1 of 1 people found the following review helpful
3.0 out of 5 stars Odd & So-So 23 Dec 2012
By G. Charles Steiner - Published on Amazon.com
Format:Paperback
This novel is part farce, part whimsical, part comedic and, in part, profound but not terribly profound such that it impresses one as some kind of overlooked national treasure, no. An Englishman born of Russian parents (like the author) visits Russia and encounters three sisters, one of whom he slowly falls in love with, and encounters their father as well as the sisters' mother, step-mother, and a whole host of odd relatives and acquaintances.

There isn't much of a plot. The development of the story is episodic and occasional and at about 150 pages in, while the story continues now in Siberia, the reader soon feels utterly adrift in a morass of trivial details that lead nowhere, except that sometimes even moments in a Siberian winter there can be some comedy, however dreary.

In part, the story wanting to be told is that life is plotless and no philosophy can ever give its shoddy aspects any substantial meaning, particularly so long as we have the Bolsheviks always surrounding us and trying to steal our property and our money. This "moral" is all done at an often breathless comedic speed but not consistently so, which, in part, is also part of the "moral," I suppose.

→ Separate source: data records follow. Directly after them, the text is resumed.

//! services/api/src/engine/mod.rs
//!
//! The session and progression engine: in-memory session state, the TTL
//! sweeper, bounded task pools, and the services that drive curricula,
//! chapters, quizzes, streaks, and chat turns.

pub mod chapter;
pub mod chat;
pub mod curriculum;
pub mod engagement;
pub mod pool;
pub mod quiz;
pub mod session;
pub mod sweeper;

#[cfg(test)]
pub mod testutil;

pub use chapter::{ChapterService, ContinueOutcome};
pub use chat::ChatService;
pub use curriculum::{CurriculumService, StudyIntention};
pub use engagement::EngagementService;
pub use pool::TaskPool;
pub use quiz::{QuizService, SubmissionResult};
pub use session::SessionStore;
pub use sweeper::SessionSweeper;
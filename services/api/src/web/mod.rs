pub mod rest;
pub mod state;

// Re-export the handlers the binary wires into the router.
pub use rest::{
    chat_handler, continue_course_handler, create_curriculum_handler, engagement_handler,
    feedback_handler, list_curricula_handler, start_quiz_handler, study_intention_handler,
    submit_attempt_handler,
};
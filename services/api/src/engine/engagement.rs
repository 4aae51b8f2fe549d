//! services/api/src/engine/engagement.rs
//!
//! Daily engagement streak bookkeeping over the persistent store.

use chrono::NaiveDate;
use std::sync::Arc;
use tutor_core::domain::EngagementRecord;
use tutor_core::ports::{CurriculumStore, PortResult};
use tutor_core::streak;

pub struct EngagementService {
    store: Arc<dyn CurriculumStore>,
}

impl EngagementService {
    pub fn new(store: Arc<dyn CurriculumStore>) -> Self {
        Self { store }
    }

    /// Applies today's activity to the owner's streak. Idempotent within a
    /// calendar day: at most one store mutation per owner per day.
    pub async fn record_activity(&self, owner: &str, today: NaiveDate) -> PortResult<()> {
        let current = self.store.fetch_engagement(owner).await?;
        if let Some(updated) = streak::advance(current.as_ref(), owner, today) {
            self.store.upsert_engagement(&updated).await?;
        }
        Ok(())
    }

    /// The owner's streak record, if any activity was ever recorded.
    pub async fn current(&self, owner: &str) -> PortResult<Option<EngagementRecord>> {
        self.store.fetch_engagement(owner).await
    }
}

#[cfg(test)]
mod tests {
    use super::*;
    use crate::engine::testutil::MockStore;

    fn date(s: &str) -> NaiveDate {
        s.parse().unwrap()
    }

    #[tokio::test]
    async fn consecutive_days_build_a_streak_and_same_day_repeats_do_nothing() {
        let store = Arc::new(MockStore::new());
        let svc = EngagementService::new(store.clone());

        svc.record_activity("ada@example.com", date("2024-05-01"))
            .await
            .unwrap();
        svc.record_activity("ada@example.com", date("2024-05-01"))
            .await
            .unwrap();
        svc.record_activity("ada@example.com", date("2024-05-02"))
            .await
            .unwrap();

        let record = svc.current("ada@example.com").await.unwrap().unwrap();
        assert_eq!(record.current_streak, 2);
        assert_eq!(record.longest_streak, 2);
        // Two creates/updates: the same-day call never hit the store.
        assert_eq!(store.engagement_write_count(), 2);
    }

    #[tokio::test]
    async fn a_gap_resets_but_longest_survives() {
        let store = Arc::new(MockStore::new());
        let svc = EngagementService::new(store.clone());

        for day in ["2024-05-01", "2024-05-02", "2024-05-03"] {
            svc.record_activity("ada@example.com", date(day))
                .await
                .unwrap();
        }
        svc.record_activity("ada@example.com", date("2024-05-06"))
            .await
            .unwrap();

        let record = svc.current("ada@example.com").await.unwrap().unwrap();
        assert_eq!(record.current_streak, 1);
        assert_eq!(record.longest_streak, 3);
        assert_eq!(record.last_active_date, date("2024-05-06"));
    }
}
//! services/api/src/adapters/tokenizer.rs
//!
//! Default implementation of the `Tokenizer` port.

use tutor_core::ports::Tokenizer;

/// Estimates tokens as character count / 4, which tracks GPT-family
/// tokenizers closely enough for budget enforcement. The port stays
/// pluggable so an exact model-specific counter can replace this.
pub struct CharEstimator;

impl Tokenizer for CharEstimator {
    fn count_tokens(&self, text: &str) -> usize {
        text.chars().count() / 4
    }
}
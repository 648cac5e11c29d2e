use std::path::PathBuf;
use std::sync::Arc;

use sqlx::SqlitePool;

use super::storage::{discard_file, store_file};
use super::AuditService;
use crate::auth::AuthUser;
use crate::error::{AppError, AppResult, FieldError};
use crate::models::{
    Invoice, InvoiceFile, InvoiceFilter, NewInvoice, Operation, Page, PageParams, UpdateInvoice,
};
use crate::repositories::{AssetRepository, InvoiceRepository};

const MODULE: &str = "invoice";

/// Invoices, their uploaded documents and the assets they cover
pub struct InvoiceService {
    db: SqlitePool,
    audit: Arc<AuditService>,
    storage_dir: PathBuf,
}

impl InvoiceService {
    /// `storage_dir` is the directory invoice documents are written to.
    pub fn new(db: SqlitePool, audit: Arc<AuditService>, storage_dir: PathBuf) -> Self {
        Self {
            db,
            audit,
            storage_dir,
        }
    }

    pub async fn create_invoice(&self, actor: &AuthUser, data: NewInvoice) -> AppResult<Invoice> {
        let number = data.number.trim().to_string();
        let mut errors = Vec::new();
        if number.is_empty() {
            errors.push(FieldError::new("number", "Número é obrigatório"));
        } else if InvoiceRepository::number_taken(&self.db, &number, None).await? {
            errors.push(FieldError::new("number", "Nota Fiscal já existe"));
        }
        self.check_assets(&data.assets, &mut errors).await?;
        AppError::check(errors)?;

        let mut tx = self.db.begin().await?;
        let id = InvoiceRepository::create_with_executor(&mut *tx, &number, None, None).await?;
        InvoiceRepository::set_assets(&mut *tx, id, &data.assets).await?;

        // The document is written only once the row exists, and removed
        // again if the row is never committed.
        let stored = match &data.file {
            Some(file) => {
                let path = store_file(&self.storage_dir, &file.file_name, &file.bytes).await?;
                let saved = InvoiceRepository::set_file(
                    &mut *tx,
                    id,
                    &file.file_name,
                    &path.to_string_lossy(),
                )
                .await;
                if let Err(e) = saved {
                    discard_file(&path).await;
                    return Err(e.into());
                }
                Some(path)
            }
            None => None,
        };
        if let Err(e) = tx.commit().await {
            if let Some(path) = &stored {
                discard_file(path).await;
            }
            return Err(e.into());
        }

        self.audit
            .record(Some(actor.id()), MODULE, "invoice", Operation::Create, Some(id))
            .await;
        tracing::info!("Created invoice {} ({})", id, number);

        self.get_invoice(id).await
    }

    pub async fn update_invoice(
        &self,
        actor: &AuthUser,
        id: i64,
        data: UpdateInvoice,
    ) -> AppResult<Invoice> {
        self.get_invoice(id).await?;

        let number = data.number.as_deref().map(str::trim);
        let mut errors = Vec::new();
        match number {
            Some("") => errors.push(FieldError::new("number", "Número é obrigatório")),
            Some(number) => {
                if InvoiceRepository::number_taken(&self.db, number, Some(id)).await? {
                    errors.push(FieldError::new("number", "Nota Fiscal já existe"));
                }
            }
            None => {}
        }
        if let Some(assets) = &data.assets {
            self.check_assets(assets, &mut errors).await?;
        }
        AppError::check(errors)?;

        let mut tx = self.db.begin().await?;
        if let Some(number) = number {
            InvoiceRepository::set_number(&mut *tx, id, number).await?;
        }
        if let Some(assets) = &data.assets {
            InvoiceRepository::set_assets(&mut *tx, id, assets).await?;
        }
        tx.commit().await?;

        self.audit
            .record(Some(actor.id()), MODULE, "invoice", Operation::Update, Some(id))
            .await;

        self.get_invoice(id).await
    }

    pub async fn delete_invoice(&self, actor: &AuthUser, id: i64) -> AppResult<()> {
        self.get_invoice(id).await?;

        let mut tx = self.db.begin().await?;
        InvoiceRepository::unlink_assets(&mut *tx, id).await?;
        InvoiceRepository::soft_delete(&mut *tx, id).await?;
        tx.commit().await?;

        self.audit
            .record(Some(actor.id()), MODULE, "invoice", Operation::Delete, Some(id))
            .await;
        tracing::info!("Deleted invoice {}", id);
        Ok(())
    }

    pub async fn get_invoice(&self, id: i64) -> AppResult<Invoice> {
        InvoiceRepository::get_by_id(&self.db, id)
            .await?
            .ok_or_else(|| AppError::not_found("invoiceId", "Nota Fiscal não encontrada"))
    }

    pub async fn list_invoices(
        &self,
        filter: &InvoiceFilter,
        page: PageParams,
    ) -> AppResult<Page<Invoice>> {
        page.validate()?;
        let (items, total) =
            InvoiceRepository::list(&self.db, filter.search.as_deref(), page).await?;
        Ok(Page::new(items, total, page))
    }

    async fn check_assets(&self, ids: &[i64], errors: &mut Vec<FieldError>) -> AppResult<()> {
        for id in ids {
            if AssetRepository::get_short(&self.db, *id).await?.is_none() {
                errors.push(FieldError::new("assets", format!("Ativo não existe. {}", id)));
            }
        }
        Ok(())
    }
}
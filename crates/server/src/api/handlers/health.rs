use axum::{
    extract::State,
    http::StatusCode,
    response::{Html, IntoResponse, Redirect, Response},
    Json,
};
use serde::Serialize;
use serde_json::json;
use utoipa::{OpenApi, ToSchema};

use crate::openapi::ApiDoc;
use crate::state::AppState;

const DOCS_PAGE: &str = r#"<!doctype html>
<html>
  <head>
    <title>Agile API</title>
    <meta charset="utf-8" />
  </head>
  <body>
    <redoc spec-url="/openapi.json"></redoc>
    <script src="https://cdn.redoc.ly/redoc/latest/bundles/redoc.standalone.js"></script>
  </body>
</html>
"#;

#[derive(Debug, Serialize, ToSchema)]
pub struct DatabaseHealth {
    pub version: String,
    pub server: String,
}

#[derive(Debug, Serialize, ToSchema)]
pub struct ErpHealth {
    pub status: String,
    pub version: String,
}

/// Database connectivity
#[utoipa::path(
    get,
    path = "/health/",
    tag = "health",
    responses(
        (status = 200, description = "Database reachable"),
        (status = 500, description = "Database disconnected")
    )
)]
pub async fn health(State(state): State<AppState>) -> Response {
    match crate::db::version(&state.db).await {
        Ok(version) => Json(json!({
            "status": "ok",
            "database": DatabaseHealth {
                version,
                server: "SQLite".to_string(),
            },
        }))
        .into_response(),
        Err(e) => {
            tracing::error!("Health check failed: {}", e);
            (
                StatusCode::INTERNAL_SERVER_ERROR,
                Json(json!({"status": "not ok", "database": "Database disconnected"})),
            )
                .into_response()
        }
    }
}

/// ERP database connectivity
#[utoipa::path(
    get,
    path = "/sqlserver/check/",
    tag = "health",
    responses(
        (status = 200, description = "ERP reachable", body = ErpHealth),
        (status = 500, description = "ERP not connected")
    )
)]
pub async fn sqlserver_check(State(state): State<AppState>) -> Response {
    let Some(source) = &state.totvs else {
        return (StatusCode::INTERNAL_SERVER_ERROR, Json("Not connected")).into_response();
    };

    match source.version().await {
        Ok(version) => Json(ErpHealth {
            status: "ok".to_string(),
            version,
        })
        .into_response(),
        Err(e) => {
            tracing::error!("ERP check failed: {}", e);
            (StatusCode::INTERNAL_SERVER_ERROR, Json("Not connected")).into_response()
        }
    }
}

pub async fn root() -> Redirect {
    Redirect::temporary("/docs")
}

pub async fn docs() -> Html<&'static str> {
    Html(DOCS_PAGE)
}

pub async fn openapi_json() -> Json<utoipa::openapi::OpenApi> {
    Json(ApiDoc::openapi())
}
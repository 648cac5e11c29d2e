use std::collections::HashSet;

use axum::extract::FromRequestParts;
use axum::http::header::AUTHORIZATION;
use axum::http::request::Parts;

use crate::error::{AppError, AppResult, INVALID_CREDENTIALS};
use crate::models::{Perm, UserAccount, MASTER_GROUP};
use crate::state::AppState;

/// The user behind a valid `Authorization: Bearer` access token.
#[derive(Debug, Clone)]
pub struct AuthUser {
    pub account: UserAccount,
    pub group: Option<String>,
    /// `module_model_action` codes granted by the user's group
    pub permissions: HashSet<String>,
}

impl AuthUser {
    pub fn id(&self) -> i64 {
        self.account.id
    }

    /// Staff and MASTER members pass; everyone else needs one of `perms`.
    pub fn has_any(&self, perms: &[Perm]) -> bool {
        if self.account.is_staff || self.group.as_deref() == Some(MASTER_GROUP) {
            return true;
        }
        perms.iter().any(|perm| self.permissions.contains(&perm.code()))
    }

    pub fn require(&self, perms: &[Perm]) -> AppResult<()> {
        if self.has_any(perms) {
            Ok(())
        } else {
            Err(AppError::not_allowed())
        }
    }
}

fn bearer(parts: &Parts) -> Option<&str> {
    let value = parts.headers.get(AUTHORIZATION)?.to_str().ok()?;
    let (scheme, token) = value.split_once(' ')?;
    if scheme.eq_ignore_ascii_case("bearer") && !token.trim().is_empty() {
        Some(token.trim())
    } else {
        None
    }
}

impl FromRequestParts<AppState> for AuthUser {
    type Rejection = AppError;

    async fn from_request_parts(parts: &mut Parts, state: &AppState) -> Result<Self, Self::Rejection> {
        let token = bearer(parts).ok_or_else(|| AppError::unauthorized(INVALID_CREDENTIALS))?;
        state.auth.authenticate(token).await
    }
}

The author writes well, has a good painter's talent for description, and the story, as a whole, has form and structure, although it could have withstood something culling to make it stronger than it is. Insofar as the author's awareness of how international political events are created, dealt with and decided, this reader found him scathingly if absolutely on target and correct. Who has the strength and a plan to destroy Bolshevism and Bolsheviks?f No one in the novel. Without such a solution, the novel seems to say, we all wait to live and spend our lives waiting to live -- as best we can (for those who survive). Ha-ha.